Copy out all the lines of the data that hold the word "crate".

**The input**
═══
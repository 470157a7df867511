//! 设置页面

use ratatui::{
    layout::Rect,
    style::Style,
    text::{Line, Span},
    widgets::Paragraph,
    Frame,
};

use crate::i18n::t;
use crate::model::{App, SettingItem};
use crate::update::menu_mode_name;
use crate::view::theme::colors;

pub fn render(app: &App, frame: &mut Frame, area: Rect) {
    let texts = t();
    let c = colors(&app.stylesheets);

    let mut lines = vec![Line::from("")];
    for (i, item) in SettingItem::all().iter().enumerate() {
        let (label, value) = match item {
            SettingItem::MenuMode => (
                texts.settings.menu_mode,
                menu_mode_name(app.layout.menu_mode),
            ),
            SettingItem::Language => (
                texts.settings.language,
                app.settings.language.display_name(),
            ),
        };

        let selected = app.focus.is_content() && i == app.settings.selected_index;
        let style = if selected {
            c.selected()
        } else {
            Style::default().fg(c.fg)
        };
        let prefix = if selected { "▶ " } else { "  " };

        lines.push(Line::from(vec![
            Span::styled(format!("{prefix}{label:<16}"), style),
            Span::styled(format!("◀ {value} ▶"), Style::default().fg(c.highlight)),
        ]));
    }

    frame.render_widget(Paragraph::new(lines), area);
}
═══
**Exercise result**
use crate::i18n::t;
use crate::model::{App, SettingItem};
use crate::update::menu_mode_name;
use crate::view::theme::colors;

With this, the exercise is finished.